*EXERCISE INSTRUCTIONS:* From the material below, list every line containing "impl".
+---+
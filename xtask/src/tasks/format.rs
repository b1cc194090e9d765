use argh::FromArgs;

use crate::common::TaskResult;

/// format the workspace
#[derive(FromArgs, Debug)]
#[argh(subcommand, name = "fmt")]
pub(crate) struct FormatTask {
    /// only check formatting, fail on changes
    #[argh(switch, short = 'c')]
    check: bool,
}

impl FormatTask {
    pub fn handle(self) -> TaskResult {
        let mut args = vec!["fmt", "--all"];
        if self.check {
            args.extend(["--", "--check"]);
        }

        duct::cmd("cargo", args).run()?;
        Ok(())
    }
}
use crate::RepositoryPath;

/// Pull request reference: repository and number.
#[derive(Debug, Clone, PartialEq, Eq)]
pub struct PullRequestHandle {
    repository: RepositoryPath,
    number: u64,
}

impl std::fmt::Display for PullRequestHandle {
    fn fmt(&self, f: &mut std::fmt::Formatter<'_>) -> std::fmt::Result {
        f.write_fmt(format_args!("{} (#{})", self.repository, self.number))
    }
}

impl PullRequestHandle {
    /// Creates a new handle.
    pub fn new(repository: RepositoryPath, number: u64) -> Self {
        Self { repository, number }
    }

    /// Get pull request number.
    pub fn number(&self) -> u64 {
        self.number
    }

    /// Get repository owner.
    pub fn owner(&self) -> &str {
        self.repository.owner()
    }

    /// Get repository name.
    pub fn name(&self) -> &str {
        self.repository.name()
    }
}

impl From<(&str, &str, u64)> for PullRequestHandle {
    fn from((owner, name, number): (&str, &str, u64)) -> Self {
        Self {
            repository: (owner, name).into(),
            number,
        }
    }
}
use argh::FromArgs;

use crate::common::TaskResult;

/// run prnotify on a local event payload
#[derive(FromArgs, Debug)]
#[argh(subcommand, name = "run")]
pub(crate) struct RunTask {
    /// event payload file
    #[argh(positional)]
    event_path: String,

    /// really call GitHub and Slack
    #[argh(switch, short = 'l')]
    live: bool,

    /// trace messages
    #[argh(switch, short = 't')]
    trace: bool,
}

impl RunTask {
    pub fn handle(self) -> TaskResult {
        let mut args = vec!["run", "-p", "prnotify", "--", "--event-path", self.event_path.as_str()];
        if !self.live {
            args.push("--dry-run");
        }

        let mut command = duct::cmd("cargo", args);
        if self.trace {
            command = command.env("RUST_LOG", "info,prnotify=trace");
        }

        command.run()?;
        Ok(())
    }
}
+---+
*SOLUTION BELOW:*
impl FormatTask {
impl std::fmt::Display for PullRequestHandle {
impl PullRequestHandle {
impl From<(&str, &str, u64)> for PullRequestHandle {
impl RunTask {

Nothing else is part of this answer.